En matière de représentation et de défense des clients en justice, l’Etat d’accueil « peut imposer aux avocats exerçant sous leur titre professionnel d'origine d'agir de concert soit avec un avocat exerçant auprès de la juridiction saisie et qui serait responsable, s'il y a lieu, à l'égard de cette juridiction, soit avec un «avoué» exerçant auprès d'elle. » (Art. 5, al. 3).
Les règles professionnelles et déontologiques applicables à cet avocat sont les mêmes que celles auxquelles sont soumis les avocats exerçant sous le titre professionnel approprié de l’Etat membre d’accueil (Art. 6, al. 1er).
B. L’exercice de la profession d’avocat par assimilation à l’avocat de l’Etat membre d’accueil :
En principe, « l’avocat exerçant sous son titre professionnel d’origine, qui justifie d’une activité effective et régulière d’une durée d’au moins trois ans dans l’Etat membre d’accueil, et dans le droit de cet Etat, y compris le droit communautaire », est assimilé à un avocat de ce même Etat membre (Art. 10, al. 1er), le dispensant de tout examen, en particulier de celui que prévoyait l’art. 4, al. 1er, b) de la directive 89/48/CEE du 21 décembre 1988. Il est entendu par «activité effective et régulière» : « l'exercice réel de l'activité sans interruption autre que celles résultant des événements de la vie courante ». En outre, « La décision de l'autorité compétente de l'État membre d'accueil de ne pas accorder la dispense si la preuve n'est pas rapportée que les exigences fixées au premier alinéa sont remplies, doit être motivée et être susceptible d'un recours juridictionnel de droit interne. ».
Si la durée d’activité effective et régulière est inférieure à trois ans, l’avocat peut également, sous certaines conditions, accéder à cette profession (voir art. 10, al 2).

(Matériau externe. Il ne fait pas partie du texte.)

// SPDX-License-Identifier: MPL-2.0
//! Headless demo: drives one overlay controller against a simulated media
//! task and prints every render.

use std::path::PathBuf;
use std::time::Duration;

use overlay_player::config::{self, Config};
use overlay_player::diagnostics::DiagnosticsCollector;
use overlay_player::error::{Error, ErrorEvent, Result};
use overlay_player::i18n::I18n;
use overlay_player::overlay::{ControllerBuilder, RenderDirectives};
use overlay_player::player::{MediaCommand, MediaCommandSender, PlaybackStatus};
use overlay_player::session::{self, EventSender, PlayerEvent, TokioScheduler};
use tokio::sync::mpsc::{self, UnboundedReceiver};

const HELP: &str = "\
overlay_player - playback overlay demo

USAGE:
  overlay_player [OPTIONS]

OPTIONS:
  --source <URI>             Video source (required for playback)
  --duration-ms <MS>         Length of the simulated video [default: 6000]
  --lang <LOCALE>            UI language (en-US, fr)
  --config <FILE>            Read settings from this file
  --diagnostics <FILE>       Write a JSON diagnostics report on exit
  -h, --help                 Print help
";

/// Simulated media progress granularity.
const MEDIA_TICK: Duration = Duration::from_millis(250);

struct Args {
    source: Option<String>,
    duration_ms: u64,
    lang: Option<String>,
    config: Option<PathBuf>,
    diagnostics: Option<PathBuf>,
}

fn parse_args() -> std::result::Result<Option<Args>, pico_args::Error> {
    let mut args = pico_args::Arguments::from_env();
    if args.contains(["-h", "--help"]) {
        return Ok(None);
    }
    Ok(Some(Args {
        source: args.opt_value_from_str("--source")?,
        duration_ms: args.opt_value_from_str("--duration-ms")?.unwrap_or(6_000),
        lang: args.opt_value_from_str("--lang")?,
        config: args.opt_value_from_str("--config")?,
        diagnostics: args.opt_value_from_str("--diagnostics")?,
    }))
}

#[tokio::main]
async fn main() -> Result<()> {
    let args = match parse_args() {
        Ok(Some(args)) => args,
        Ok(None) => {
            print!("{HELP}");
            return Ok(());
        }
        Err(err) => return Err(Error::Config(err.to_string())),
    };

    let config = match &args.config {
        Some(path) => config::load_from_path(path)?,
        None => config::load().unwrap_or_else(|err| {
            eprintln!("{err}; using defaults");
            Config::default()
        }),
    };
    let i18n = I18n::new(args.lang.clone(), &config);

    let mut options = config.player.clone();
    if let Some(source) = args.source {
        options = options.with_source(source);
    }

    let mut collector = DiagnosticsCollector::default();
    let (events, event_rx) = session::channel();
    let (media, media_rx) = MediaCommandSender::channel();
    let media = media.with_diagnostics(collector.handle());
    let (error_tx, mut error_rx) = mpsc::unbounded_channel::<ErrorEvent>();

    let controller = ControllerBuilder::new(options)
        .diagnostics(collector.handle())
        .on_error(move |event| {
            let _ = error_tx.send(event.clone());
        })
        .on_render(print_render)
        .on_back(|| println!("<- back"))
        .mount(media, TokioScheduler::new(&events));

    let media_task = tokio::spawn(simulate_media(media_rx, events.clone(), args.duration_ms));
    let script = tokio::spawn(user_script(events, args.duration_ms));
    let session = tokio::spawn(session::run(controller, event_rx));

    // The channel closes once the session drops the controller.
    while let Some(event) = error_rx.recv().await {
        eprintln!("[{:?}] {}", event.kind, i18n.tr_error(&event.error));
    }

    let snapshot = session
        .await
        .map_err(|err| Error::Io(err.to_string()))?;
    script.abort();
    let _ = media_task.await;

    println!(
        "final: {:?} {} ({})",
        snapshot.state,
        snapshot.time_label(),
        i18n.current_locale()
    );

    collector.process_pending();
    if let Some(path) = args.diagnostics {
        let report = collector
            .export_json()
            .map_err(|err| Error::Io(err.to_string()))?;
        std::fs::write(path, report)?;
    }
    Ok(())
}

fn print_render(directives: &RenderDirectives) {
    let snapshot = &directives.snapshot;
    let fade = directives
        .fade
        .map(|fade| format!(" fading->{:?} {}ms", fade.target, fade.duration.value()))
        .unwrap_or_default();
    println!(
        "{:<9?} {:<7?} {} opacity={:.1}{}{}",
        snapshot.state,
        snapshot.controls_visibility,
        snapshot.time_label(),
        directives.opacity,
        fade,
        if snapshot.confirmed { "" } else { " (pending)" },
    );
}

/// Gestures a viewer might make while watching.
async fn user_script(events: EventSender, duration_ms: u64) {
    let steps = [
        (500, PlayerEvent::ToggleControls),
        (1_000, PlayerEvent::TogglePlayback),
        (1_500, PlayerEvent::TogglePlayback),
        (2_000, PlayerEvent::ScrubStarted),
        (2_200, PlayerEvent::ScrubReleased(0.8)),
    ];
    let mut elapsed = 0;
    for (at, event) in steps {
        tokio::time::sleep(Duration::from_millis(at - elapsed)).await;
        elapsed = at;
        if events.send(event).is_err() {
            return;
        }
    }
    tokio::time::sleep(Duration::from_millis(duration_ms.max(elapsed) + 3_000 - elapsed)).await;
    let _ = events.send(PlayerEvent::Unmount);
}

/// Plays a video of `duration_ms` in real time, obeying media commands and
/// pushing a status every tick.
async fn simulate_media(
    mut commands: UnboundedReceiver<MediaCommand>,
    events: EventSender,
    duration_ms: u64,
) {
    let mut ticker = tokio::time::interval(MEDIA_TICK);
    let mut position: u64 = 0;
    let mut should_play = true;
    let mut finished = false;
    let tick_ms = u64::try_from(MEDIA_TICK.as_millis()).unwrap_or(u64::MAX);

    loop {
        tokio::select! {
            command = commands.recv() => match command {
                Some(MediaCommand::SetStatus(request)) => {
                    if let Some(play) = request.should_play {
                        should_play = play;
                    }
                    if let Some(target) = request.position_millis {
                        position = target.min(duration_ms);
                        finished = false;
                    }
                }
                Some(MediaCommand::SetAudioMode(_)) => {}
                Some(MediaCommand::Stop) | None => return,
            },
            _ = ticker.tick() => {
                let mut just_finished = false;
                if should_play && position < duration_ms {
                    position = (position + tick_ms).min(duration_ms);
                    if position == duration_ms && !finished {
                        finished = true;
                        just_finished = true;
                    }
                }
                let status = PlaybackStatus::loaded(position, duration_ms)
                    .playing(should_play)
                    .just_finished(just_finished);
                if events.send(PlayerEvent::Status(status)).is_err() {
                    return;
                }
            }
        }
    }
}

De plus, la directive précise que ce même avocat a le droit de faire usage, à côté du titre professionnel correspondant à la profession d’avocat dans l’Etat membre d’accueil, du titre professionnel d’origine indiqué dans la ou l’une des langues officielles de l’Etat membre d’origine (art. 10, al. 6).
III. Examen d’aptitude.
Il existe une seconde voie pour les ressortissants des Etats européens qui viennent de terminer leurs études, et qui viennent d’être autorisés à exercer la profession d’avocat dans leur Etat d’origine, de devenir avocat allemand : réussir l’examen d’aptitude.

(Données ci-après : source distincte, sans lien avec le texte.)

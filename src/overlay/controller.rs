// SPDX-License-Identifier: MPL-2.0
//! The playback overlay state machine.
//!
//! [`PlaybackOverlayController`] turns media status pushes, user gestures and
//! scheduler wakeups into an [`OverlaySnapshot`] and [`RenderDirectives`],
//! and sends play/pause/seek requests back to the media. It owns the single
//! auto-hide timer and the fade animator; everything that happens later is a
//! [`Wakeup`] delivered back through [`PlaybackOverlayController::on_wakeup`].
//!
//! All methods run on one event loop. Nothing here blocks, and the media is
//! never awaited: completion of a command is only observed through the next
//! [`PlaybackOverlayController::on_status_update`].

use std::fmt;
use std::time::Duration;

use super::auto_hide::AutoHideTimer;
use super::fade::FadeAnimator;
use super::layout::{fill_frame, fit_video, VideoSize};
use super::scheduler::{FrameScheduler, Scheduler, Wakeup};
use super::snapshot::{ControlIcon, FullscreenIcon, MuteIcon, OverlaySnapshot, RenderDirectives};
use super::visibility::ControlsVisibility;
use crate::config::PlayerOptions;
use crate::diagnostics::{DiagnosticsHandle, PlayerStateEvent, UserAction};
use crate::error::{ErrorEvent, PlaybackError};
use crate::player::{
    format_mm_ss, position_for_fraction, AudioMode, MediaPlayback, PlaybackState, PlaybackStatus,
    StatusRequest,
};

/// What a mute or fullscreen toggle asks the caller to do.
#[derive(Debug, Clone, Copy, PartialEq, Eq)]
pub enum ModeRequest {
    Enter,
    Exit,
}

impl ModeRequest {
    fn toggling(active: bool) -> Self {
        if active {
            Self::Exit
        } else {
            Self::Enter
        }
    }
}

/// Mute and fullscreen modes as reported by the caller.
///
/// The controller never changes these itself.
#[derive(Debug, Clone, Copy, Default, PartialEq, Eq)]
pub struct ExternalModes {
    pub muted: bool,
    pub fullscreen: bool,
}

pub type ErrorCallback = Box<dyn FnMut(&ErrorEvent) + Send>;
pub type StatusCallback = Box<dyn FnMut(&PlaybackStatus) + Send>;
pub type RenderCallback = Box<dyn FnMut(&RenderDirectives) + Send>;
pub type ModeCallback = Box<dyn FnMut(ModeRequest) + Send>;
pub type BackCallback = Box<dyn FnMut() + Send>;

/// Caller-supplied hooks. Every hook is optional.
#[derive(Default)]
pub struct PlayerCallbacks {
    pub error: Option<ErrorCallback>,
    /// Receives every raw status push before the controller reacts to it.
    pub playback: Option<StatusCallback>,
    pub render: Option<RenderCallback>,
    pub mute: Option<ModeCallback>,
    pub fullscreen: Option<ModeCallback>,
    pub back: Option<BackCallback>,
}

impl fmt::Debug for PlayerCallbacks {
    fn fmt(&self, f: &mut fmt::Formatter<'_>) -> fmt::Result {
        f.debug_struct("PlayerCallbacks")
            .field("error", &self.error.is_some())
            .field("playback", &self.playback.is_some())
            .field("render", &self.render.is_some())
            .field("mute", &self.mute.is_some())
            .field("fullscreen", &self.fullscreen.is_some())
            .field("back", &self.back.is_some())
            .finish()
    }
}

L’article 16 EuRAG dispose qu’un ressortissant d’un Etat membre de l’Union Européenne, de la Suisse ou d’un autre Etat de l’espace économique européen, qui en raison de la clôture de sa formation juridique, aurait été autorisé par son Etat d’origine à exercer la profession d’avocat, peut se porter candidat à un examen d’aptitude (Eignungsprüfung) spécifique, afin de devenir Rechtsanwalt. Il faut toutefois pour cela avoir effectué sa formation dans des Etats sus-metionnés ; à défaut des conditions supplémentaires doivent être remplies.
Cet examen est organisé par l’autorité compétente pour l’organisation du 2e examen d’Etat (Art. 18, al. 1er).

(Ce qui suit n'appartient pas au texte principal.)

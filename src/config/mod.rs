// SPDX-License-Identifier: MPL-2.0
//! This module handles the player's configuration, including loading and saving
//! preferences to a `settings.toml` file.
//!
//! # Configuration Sections
//!
//! - `[general]` - Language
//! - `[player]` - Overlay behavior (auto-hide, visible controls, fades, frame size)
//!
//! # Path Resolution
//!
//! 1. Use `load_from_path()`/`save_to_path()` with explicit path
//! 2. Set `OVERLAY_PLAYER_CONFIG_DIR` environment variable
//! 3. Falls back to platform-specific config directory
//!
//! # Examples
//!
//! ```no_run
//! use overlay_player::config::{self, Config};
//!
//! let mut config = config::load().unwrap_or_default();
//! config.player.auto_hide_player = false;
//! config::save(&config).expect("Failed to save config");
//! ```

pub mod defaults;

pub use defaults::*;

use crate::error::Result;
use crate::overlay::{AutoHideDelay, FadeDuration};
use serde::{Deserialize, Serialize};
use std::fs;
use std::path::{Path, PathBuf};

const CONFIG_FILE: &str = "settings.toml";
const APP_NAME: &str = "OverlayPlayer";

/// Environment variable overriding the configuration directory.
pub const ENV_CONFIG_DIR: &str = "OVERLAY_PLAYER_CONFIG_DIR";

/// General settings.
#[derive(Debug, Clone, Default, Serialize, Deserialize, PartialEq)]
pub struct GeneralConfig {
    /// UI language code (e.g., "en-US", "fr").
    #[serde(default, skip_serializing_if = "Option::is_none")]
    pub language: Option<String>,
}

/// Options recognized by the playback overlay.
///
/// Every field has a default, so a partial `[player]` section is valid.
#[derive(Debug, Clone, Serialize, Deserialize, PartialEq)]
#[serde(default)]
pub struct PlayerOptions {
    /// Media to play. Usually supplied per mount rather than from the file.
    #[serde(skip_serializing_if = "Option::is_none")]
    pub video_source: Option<String>,

    /// Looping videos render without any overlay.
    pub looping: bool,

    /// Hide visible controls automatically while playing.
    pub auto_hide_player: bool,

    /// Whether controls start out visible.
    pub default_controls_visible: bool,

    pub time_visible: bool,
    pub slider_visible: bool,
    pub mute_visible: bool,
    pub fullscreen_visible: bool,

    #[serde(rename = "fade_in_duration_ms")]
    pub fade_in_duration: FadeDuration,

    #[serde(rename = "fade_out_duration_ms")]
    pub fade_out_duration: FadeDuration,

    #[serde(rename = "auto_hide_delay_ms")]
    pub auto_hide_delay: AutoHideDelay,

    /// Box the video surface is fitted into.
    pub frame_width: f32,
    pub frame_height: f32,
}

impl Default for PlayerOptions {
    fn default() -> Self {
        Self {
            video_source: None,
            looping: false,
            auto_hide_player: true,
            default_controls_visible: false,
            time_visible: true,
            slider_visible: true,
            mute_visible: false,
            fullscreen_visible: false,
            fade_in_duration: FadeDuration::new(DEFAULT_FADE_IN_MS),
            fade_out_duration: FadeDuration::new(DEFAULT_FADE_OUT_MS),
            auto_hide_delay: AutoHideDelay::default(),
            frame_width: DEFAULT_FRAME_WIDTH,
            frame_height: DEFAULT_FRAME_HEIGHT,
        }
    }
}

impl PlayerOptions {
    /// Returns a copy of these options bound to the given source.
    #[must_use]
    pub fn with_source(mut self, source: impl Into<String>) -> Self {
        self.video_source = Some(source.into());
        self
    }

    /// Returns the source if one was supplied and it is not blank.
    pub fn source(&self) -> Option<&str> {
        self.video_source
            .as_deref()
            .map(str::trim)
            .filter(|s| !s.is_empty())
    }
}

#[derive(Debug, Clone, Default, Serialize, Deserialize, PartialEq)]
pub struct Config {
    #[serde(default)]
    pub general: GeneralConfig,
    #[serde(default)]
    pub player: PlayerOptions,
}

fn get_default_config_path() -> Option<PathBuf> {
    if let Some(dir) = std::env::var_os(ENV_CONFIG_DIR).filter(|d| !d.is_empty()) {
        return Some(PathBuf::from(dir).join(CONFIG_FILE));
    }
    dirs::config_dir().map(|mut path| {
        path.push(APP_NAME);
        path.push(CONFIG_FILE);
        path
    })
}

/// Loads the configuration from the default location.
///
/// A missing file yields the defaults.
pub fn load() -> Result<Config> {
    if let Some(path) = get_default_config_path() {
        if path.exists() {
            return load_from_path(&path);
        }
    }
    Ok(Config::default())
}

pub fn save(config: &Config) -> Result<()> {
    if let Some(path) = get_default_config_path() {
        return save_to_path(config, &path);
    }
    Ok(())
}

pub fn load_from_path(path: &Path) -> Result<Config> {
    let content = fs::read_to_string(path)?;
    Ok(toml::from_str(&content)?)
}

pub fn save_to_path(config: &Config, path: &Path) -> Result<()> {
    if let Some(parent) = path.parent() {
        fs::create_dir_all(parent)?;
    }
    let content = toml::to_string_pretty(config)?;
    fs::write(path, content)?;
    Ok(())
}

L’article 20, al. 1er EuRAG dispose que deux matières sont obligatoires à cet examen : droit civil et droit de la déontologie de l’avocat allemand, ce à quoi s’ajoutent deux matières à option. Pour la première matière à option, le candidat doit choisir entre droit public et droit pénal. Pour la seconde, il a le choix entre droit du travail et droit commercial (et également les domaines du droit civil, public et pénal non couverts par les précédentes épreuves, à condition que le candidat ne choisisse pas la même matière dans les deux épreuves à option).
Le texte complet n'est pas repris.